Sophie Benoiton 14 juin 2019

Au Venezuela, “tout le monde là-bas a besoin d’aide humanitaire”

Dans un rapport, Francesco Rocca, président international de la Croix-Rouge et du Croissant-Rouge, récemment arrivé du Venezuela, a déclaré que tout le monde là-bas “a besoin d’aide humanitaire, les Chavistas et ceux qui suivent Guaidó… en santé, c’est là que se trouve l’urgence… ils meurent par manque d’énergie dans les hôpitaux. “C’est pourquoi ils livrent des centrales électriques”.
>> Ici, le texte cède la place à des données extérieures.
//! Tree selection → descriptor → observers

use std::sync::Arc;
use std::time::Instant;

use futures::future::join_all;
use livetree_core::core_types::SyncContext;
use livetree_core::{
    log_op_end, log_op_start, log_op_suppressed, DescriptorResolver, DocumentIndex, DocumentPath,
    NodeId, Result, SelectionSnapshot,
};

use super::{InspectorSession, PublishResult};
use crate::providers::DocumentIndexProvider;

const OP: &str = "outbound_sync";

/// Outbound sync waiting for its documents
pub struct OutboundAttempt {
    ctx: SyncContext,
    started: Instant,
    node: NodeId,
    local_revision: u64,
    own: Option<DocumentPath>,
    others: Vec<DocumentPath>,
    documents: Arc<dyn DocumentIndexProvider>,
}

#[derive(Debug)]
pub struct OutboundLoaded {
    ctx: SyncContext,
    started: Instant,
    node: NodeId,
    local_revision: u64,
    own: Option<Arc<DocumentIndex>>,
    others: Vec<Arc<DocumentIndex>>,
}

#[derive(Debug, Clone, PartialEq)]
pub enum OutboundOutcome {
    Published {
        snapshot: SelectionSnapshot,
        notified: usize,
    },
    /// The node maps to nothing in source; nothing was broadcast
    Unresolved,
    /// The user selected something else while this attempt ran
    Stale,
    Refused,
    Unchanged,
}

/// Load one index, turning provider failures into "no document"
///
/// An index the provider filed under another casing is re-keyed to `path`,
/// so everything cached from it compares with the session's own paths.
pub(super) async fn load_index(
    documents: &Arc<dyn DocumentIndexProvider>,
    path: &DocumentPath,
) -> Option<Arc<DocumentIndex>> {
    match documents.get_index(path).await {
        Ok(index) if index.path().key() == path.key() => Some(index),
        Ok(index) => Some(Arc::new(index.as_ref().clone().with_path(path.clone()))),
        Err(e) => {
            tracing::warn!(
                component = module_path!(),
                document = path.as_str(),
                error = %e,
                "document index unavailable"
            );
            None
        }
    }
}

impl OutboundAttempt {
    pub fn node(&self) -> NodeId {
        self.node
    }

    pub async fn run(self) -> OutboundLoaded {
        let own = match &self.own {
            Some(path) => load_index(&self.documents, path).await,
            None => None,
        };
        let others = join_all(
            self.others
                .iter()
                .map(|path| load_index(&self.documents, path)),
        )
        .await
        .into_iter()
        .flatten()
        .collect();
        OutboundLoaded {
            ctx: self.ctx,
            started: self.started,
            node: self.node,
            local_revision: self.local_revision,
            own,
            others,
        }
    }
}

impl InspectorSession {
    /// The user selected `node` in the tree
    ///
    /// Returns `None` when `node` is already the selection, so an applied
    /// inbound selection never echoes back out.
    ///
    /// # Errors
    ///
    /// Returns `NodeNotFound` if `node` is not in the tree.
    pub fn begin_select(&mut self, node: NodeId) -> Result<Option<OutboundAttempt>> {
        self.model.store().get(node)?;
        if self.selection == Some(node) {
            log_op_suppressed!(OP, "already_selected", node_id = node.get());
            return Ok(None);
        }
        self.selection = Some(node);
        let local_revision = self.revisions.bump_local_selection();

        let own = self.own_document(node);
        let others = if self.config.cross_document_retry {
            self.associated
                .iter()
                .filter(|p| Some(*p) != own.as_ref())
                .cloned()
                .collect()
        } else {
            Vec::new()
        };

        let ctx = self.context();
        log_op_start!(
            OP,
            session_id = %ctx.session_id,
            attempt_id = %ctx.attempt_id,
            node_id = node.get(),
            revision = local_revision
        );
        Ok(Some(OutboundAttempt {
            ctx,
            started: Instant::now(),
            node,
            local_revision,
            own,
            others,
            documents: Arc::clone(&self.providers.documents),
        }))
    }

    /// Cache what was resolved, then publish unless the user moved on
    pub fn complete_select(&mut self, loaded: OutboundLoaded) -> OutboundOutcome {
        for index in loaded.own.iter().chain(loaded.others.iter()) {
            self.remember_index(index);
        }
        self.refresh_descriptor(loaded.node, loaded.own.as_deref(), &loaded.others);

        let outcome = self.publish_outbound(&loaded);
        log_op_end!(
            OP,
            duration_ms = loaded.started.elapsed().as_millis() as u64,
            attempt_id = %loaded.ctx.attempt_id,
            outcome = ?outcome
        );
        outcome
    }

    /// Select `node` and publish it once resolved
    ///
    /// # Errors
    ///
    /// Returns `NodeNotFound` if `node` is not in the tree.
    pub async fn select(&mut self, node: NodeId) -> Result<OutboundOutcome> {
        let Some(attempt) = self.begin_select(node)? else {
            return Ok(OutboundOutcome::Unchanged);
        };
        let loaded = attempt.run().await;
        Ok(self.complete_select(loaded))
    }

    /// Clear the tree selection and publish the empty snapshot
    pub fn clear_selection(&mut self) -> PublishResult {
        self.selection = None;
        self.revisions.bump_local_selection();
        let ctx = self.context();
        self.publish_as_tree(SelectionSnapshot::empty(), &ctx, "clear_selection")
    }

    /// Resolve and cache `node`'s descriptor unless the cached one is from
    /// the same document revision
    fn refresh_descriptor(
        &mut self,
        node: NodeId,
        own: Option<&DocumentIndex>,
        others: &[Arc<DocumentIndex>],
    ) {
        let Ok(runtime) = self.model.store().get(node) else {
            return;
        };
        let up_to_date = match (&runtime.descriptor_document, runtime.descriptor_revision) {
            (Some(document), Some(revision)) => self
                .documents
                .get(document)
                .is_some_and(|i| i.revision() == revision),
            _ => false,
        };
        if up_to_date {
            return;
        }

        let others: Vec<&DocumentIndex> = others.iter().map(|i| i.as_ref()).collect();
        let Some(resolution) =
            DescriptorResolver::new(self.model.store()).resolve(node, own, &others)
        else {
            return;
        };
        self.cache_descriptor(
            node,
            resolution.document,
            resolution.descriptor,
            resolution.revision,
        );
    }

    fn publish_outbound(&mut self, loaded: &OutboundLoaded) -> OutboundOutcome {
        if self.revisions.local_selection() != loaded.local_revision {
            log_op_suppressed!(OP, "stale", attempt_id = %loaded.ctx.attempt_id);
            return OutboundOutcome::Stale;
        }
        let Some(snapshot) = self.snapshot_of(loaded.node) else {
            log_op_suppressed!(OP, "unresolved", attempt_id = %loaded.ctx.attempt_id);
            return OutboundOutcome::Unresolved;
        };
        match self.publish_as_tree(snapshot.clone(), &loaded.ctx, OP) {
            PublishResult::Delivered(notified) => OutboundOutcome::Published { snapshot, notified },
            PublishResult::Refused => OutboundOutcome::Refused,
            PublishResult::Unchanged => OutboundOutcome::Unchanged,
        }
    }
}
Francesco Manetto nous raconte à Yourtopia à Madrid que chaque routine à Maracaibo tourne autour du manque d’électricité : approvisionnement en eau, essence, conservation des aliments. La deuxième ville du Venezuela, sur les rives d’un lac avec l’une des plus grandes réserves de pétrole au monde, vit un déclin qui étouffe surtout les plus pauvres.
Sur son marché de Las Pulgas, les marchandises décomposées sont vendues, en l’absence d’électricité pour la réfrigération, et très chères selon les normes locales. Dans le pays qui a l’essence la moins chère du monde -5 400 litres par dollar-, à Maracaibo et ailleurs, il est difficile de s’en procurer. Dans les stations-service qui ont l’électricité et qui peuvent fonctionner, les clients font la queue pendant des heures. Les plus riches paient un supplément de cinq dollars pour se faufiler.

Et Manetto dit à un employé d’une station-service, qu’ils doivent distribuer le produit des pots-de-vin avec les militaires qui “gardent” les files d’attente. Les plus riches peuvent aller chez les “pimpineros” sur le chemin de la frontière avec la Colombie, le marché noir, où une bouteille de 20 litres coûte environ 10 dollars.

Même à Caracas, des files d’attente étaient enregistrées dans les stations-service. La production d’essence a chuté en raison de la gestion désastreuse de la compagnie pétrolière publique PDVSA. Il y a dix ans, la production atteignait 3,2 millions de barils par jour et en avril dernier, elle était de 1,04 million, selon l’OPEP. En conclusion, il y a les sanctions américaines contre PDVSA. Ainsi, le Venezuela a importé du carburant pour répondre à la demande intérieure, soit environ 250 000 barils par jour.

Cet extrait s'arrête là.